Blue cheese is a bit of an acquired taste. On the one hand, you have people who slather their salads in the stuff and put it in everything from soup, to pies, to macaroni and cheese; on the other hand, there are those among us who cautiously choose around the Roquefort in favor of the white Cheddar or Brie. But what makes blue cheese so blue?
The answer is fungi, specifically a species called Penicillium roqueforti. It is used in the manufacture of many blue-veined cheeses – the namesake Roquefort, but also other well-known varieties such as Stilton and Gorgonzola. As the fungus grows, it produces spores that contain a blue-green pigment.
For years we all just accepted that cheese produced this way will be blue. But Dr.

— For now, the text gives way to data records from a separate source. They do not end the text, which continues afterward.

//! Skill-overlap scorer.
//!
//! score = round_half_up(100 * |R ∩ C| / |R|), where R is the required
//! (job description) skill set and C the candidate (resume) skill set.
//! An empty R scores 0.

use serde::{Deserialize, Serialize};

use crate::matching::skills::SkillSet;

/// Scores at or above this value get the "meets most" explanation.
pub const STRONG_MATCH_THRESHOLD: u32 = 80;

pub const STRONG_MATCH_EXPLANATION: &str =
    "Candidate meets most skill requirements and likely experience criteria.";
pub const PARTIAL_MATCH_EXPLANATION: &str =
    "Partial skill match. Consider training or alternative role.";

/// Outcome of scoring one resume against one job description.
#[derive(Debug, Clone, PartialEq, Eq, Serialize, Deserialize)]
pub struct MatchResult {
    pub score: u32, // 0 – 100
    pub explanation: String,
}

/// Scores a candidate skill set against the required skill set.
pub fn score_skill_overlap(required: &SkillSet, candidate: &SkillSet) -> MatchResult {
    let score = overlap_percentage(required.overlap(candidate), required.len());
    MatchResult {
        score,
        explanation: explanation_for(score).to_string(),
    }
}

/// Convenience wrapper that normalizes raw skill lists before scoring.
pub fn score_skills<R, C>(required: &[R], candidate: &[C]) -> MatchResult
where
    R: AsRef<str>,
    C: AsRef<str>,
{
    score_skill_overlap(
        &SkillSet::from_skills(required),
        &SkillSet::from_skills(candidate),
    )
}

/// Percentage of `required` covered by `overlap`, rounded half-up.
///
/// Integer arithmetic keeps boundary cases exact: 1/8 → 12.5 → 13,
/// 2/3 → 66.67 → 67.
pub fn overlap_percentage(overlap: usize, required: usize) -> u32 {
    if required == 0 {
        return 0;
    }
    let overlap = overlap.min(required) as u64;
    let required = required as u64;
    ((200 * overlap + required) / (2 * required)) as u32
}

pub fn explanation_for(score: u32) -> &'static str {
    if score >= STRONG_MATCH_THRESHOLD {
        STRONG_MATCH_EXPLANATION
    } else {
        PARTIAL_MATCH_EXPLANATION
    }
}

#[cfg(test)]
mod tests {
    use super::*;

    const NONE: [&str; 0] = [];

    #[test]
    fn test_empty_required_scores_zero() {
        assert_eq!(score_skills(&NONE, &["react"]).score, 0);
        assert_eq!(score_skills(&NONE, &NONE).score, 0);
    }

    #[test]
    fn test_identical_sets_score_100() {
        let skills = ["Rust", "Tokio", "Axum"];
        let result = score_skills(&skills, &["rust", "TOKIO", "axum"]);
        assert_eq!(result.score, 100);
        assert_eq!(result.explanation, STRONG_MATCH_EXPLANATION);
    }

    #[test]
    fn test_case_insensitive_match() {
        assert_eq!(score_skills(&["React"], &["react"]).score, 100);
    }

    #[test]
    fn test_no_partial_string_matching() {
        assert_eq!(score_skills(&["Node.js"], &["Node"]).score, 0);
    }

    #[test]
    fn test_reference_scenario_two_of_three() {
        let result = score_skills(&["React", "Node.js", "MongoDB"], &["react", "node.js", "sql"]);
        assert_eq!(result.score, 67);
        assert_eq!(result.explanation, PARTIAL_MATCH_EXPLANATION);
    }

    #[test]
    fn test_duplicate_required_skills_collapse() {
        // R = {react, sql}; only react is covered.
        let result = score_skills(&["React", "react", "SQL"], &["react"]);
        assert_eq!(result.score, 50);
    }

    #[test]
    fn test_extra_candidate_skills_do_not_inflate_score() {
        let result = score_skills(&["rust"], &["rust", "go", "java", "python"]);
        assert_eq!(result.score, 100);
    }

    #[test]
    fn test_empty_candidate_scores_zero() {
        let result = score_skills(&["rust", "go"], &NONE);
        assert_eq!(result.score, 0);
        assert_eq!(result.explanation, PARTIAL_MATCH_EXPLANATION);
    }

    #[test]
    fn test_rounding_is_half_up() {
        assert_eq!(overlap_percentage(1, 8), 13); // 12.5
        assert_eq!(overlap_percentage(3, 8), 38); // 37.5
        assert_eq!(overlap_percentage(1, 3), 33);
        assert_eq!(overlap_percentage(2, 3), 67);
        assert_eq!(overlap_percentage(133, 200), 67); // 66.5
    }

    #[test]
    fn test_score_bounded_0_to_100() {
        for required in 0..=25 {
            for overlap in 0..=required {
                let score = overlap_percentage(overlap, required);
                assert!(score <= 100, "{overlap}/{required} gave {score}");
            }
        }
        assert_eq!(overlap_percentage(5, 3), 100);
    }

    #[test]
    fn test_threshold_boundary() {
        assert_eq!(overlap_percentage(4, 5), 80);
        assert_eq!(explanation_for(80), STRONG_MATCH_EXPLANATION);
        assert_eq!(overlap_percentage(79, 100), 79);
        assert_eq!(explanation_for(79), PARTIAL_MATCH_EXPLANATION);
    }

    #[test]
    fn test_four_of_five_meets_most() {
        let result = score_skills(&["a", "b", "c", "d", "e"], &["A", "B", "C", "D"]);
        assert_eq!(result.score, 80);
        assert_eq!(result.explanation, STRONG_MATCH_EXPLANATION);
    }

    #[test]
    fn test_match_result_serializes_to_contract_shape() {
        let result = score_skills(&["React"], &["react"]);
        let json = serde_json::to_value(&result).unwrap();
        assert_eq!(json["score"], 100);
        assert_eq!(json["explanation"], STRONG_MATCH_EXPLANATION);
        assert_eq!(json.as_object().unwrap().len(), 2);
    }
}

Paul Dyer and the team dared to dream of a different, more colorful future.
“We have been interested in cheese molds for more than 10 years and when you develop mold-ripened cheeses, you traditionally get blue cheeses like Stilton, Roquefort and Gorgonzola, which use solid mold species that are blue-green in color. We wanted to see if we could develop new strains with new flavors and appearance,” said Dr. Dyer, professor of fungal biology, in a statement to IFLScience.
“The way we did that was to induce sexual reproduction in the fungus, so for the first time we were able to generate a wide range of strains with new flavors, including attractive new mild and intense flavors. We then created new color versions of some of these new species.”

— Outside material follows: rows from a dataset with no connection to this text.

// Copyright (c) AlphaVelocity.
// All rights reserved.
//
// This source code is licensed under the license found in the
// LICENSE file in the root directory of this source tree.

use anyhow::{Context, Result};
use directories::ProjectDirs;
use once_cell::sync::Lazy;
use std::fs;
use std::path::{Path, PathBuf};

use crate::models::User;

static APP: Lazy<(&str, &str, &str)> =
    Lazy::new(|| ("com.alphavelocity", "Carteira", "carteira"));

pub fn session_path() -> Result<PathBuf> {
    let proj = ProjectDirs::from(APP.0, APP.1, APP.2)
        .context("Could not determine platform-specific config dir")?;
    let config_dir = proj.config_dir();
    fs::create_dir_all(config_dir).context("Failed to create config dir")?;
    Ok(config_dir.join("session.json"))
}

pub fn load() -> Result<Option<User>> {
    load_from(&session_path()?)
}

/// Missing file means logged out. A file that no longer parses is removed
/// and treated the same, so a bad write cannot wedge the CLI.
pub fn load_from(path: &Path) -> Result<Option<User>> {
    let raw = match fs::read_to_string(path) {
        Ok(raw) => raw,
        Err(e) if e.kind() == std::io::ErrorKind::NotFound => return Ok(None),
        Err(e) => {
            return Err(e).with_context(|| format!("Read session at {}", path.display()));
        }
    };
    match serde_json::from_str::<User>(&raw) {
        Ok(user) => Ok(Some(user)),
        Err(_) => {
            fs::remove_file(path)
                .with_context(|| format!("Remove corrupt session at {}", path.display()))?;
            Ok(None)
        }
    }
}

pub fn save(user: &User) -> Result<()> {
    save_to(&session_path()?, user)
}

pub fn save_to(path: &Path, user: &User) -> Result<()> {
    let raw = serde_json::to_string_pretty(user)?;
    fs::write(path, raw).with_context(|| format!("Write session at {}", path.display()))?;
    Ok(())
}

pub fn clear() -> Result<()> {
    clear_at(&session_path()?)
}

pub fn clear_at(path: &Path) -> Result<()> {
    match fs::remove_file(path) {
        Ok(()) => Ok(()),
        Err(e) if e.kind() == std::io::ErrorKind::NotFound => Ok(()),
        Err(e) => Err(e).with_context(|| format!("Remove session at {}", path.display())),
    }
}

pub fn require_user() -> Result<User> {
    load()?.context("Not logged in. Run 'carteira login --email <EMAIL> --password <PASSWORD>'")
}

The researchers began by using bioinformatics and genetic analysis to pinpoint the biochemical pathway that gradually forms the blue pigment P. roqueforti. The pigment actually starts out white and goes through shades of yellow-green, reddish-brown-pink, dark brown, and light blue before ending at the classic shade we’ve all seen on our holiday cheese board.
By mutating genes within this pathway using a food-safe technique, they were able to produce different color variants that they could use for making cheese, after checking that there were no unintended effects that could compromise safety, such as a increase in the production of mold toxins. .
The new cheeses certainly add some aesthetic flair to your charcuterie board, but what about the taste? When the team tested the cheeses using diagnostic instruments in the laboratory, “we found that the taste was very similar to the original blue varieties from which they were derived,” explained Dr. Dyer out.
But when the cheeses were unleashed on the unsuspecting students and staff of the University of Nottingham, it was a slightly different story.
“The interesting thing was that once we started making some cheese, we did some taste trials with volunteers from across the university, and we found that when people tried the lighter types, they thought they tasted milder. While they thought that the dark type had a more intense taste. Similarly, the more reddish-brown and light green variants had people thinking they had a fruity, spicy element – when, according to the lab instruments, they were very similar in taste. This shows that people perceive taste not only based on what they taste, but also based on what they see.”
If you’re eager to get your hands on rainbow cheese, you might be able to do so in the near future. The researchers are working with a university spin-out company called Myconeos, which is already trying to make the dream of bringing multi-colored cheese to market a reality.
Dr. Dyer even tentatively suggested that the makeover might convince some blue cheese newcomers to turn to the dark side: “Personally, I think it will give people a very satisfying sensory feeling when eating these new cheeses and hopefully which will attract new people to the market. ”
The study has been published in the journal NPJ Science of Food.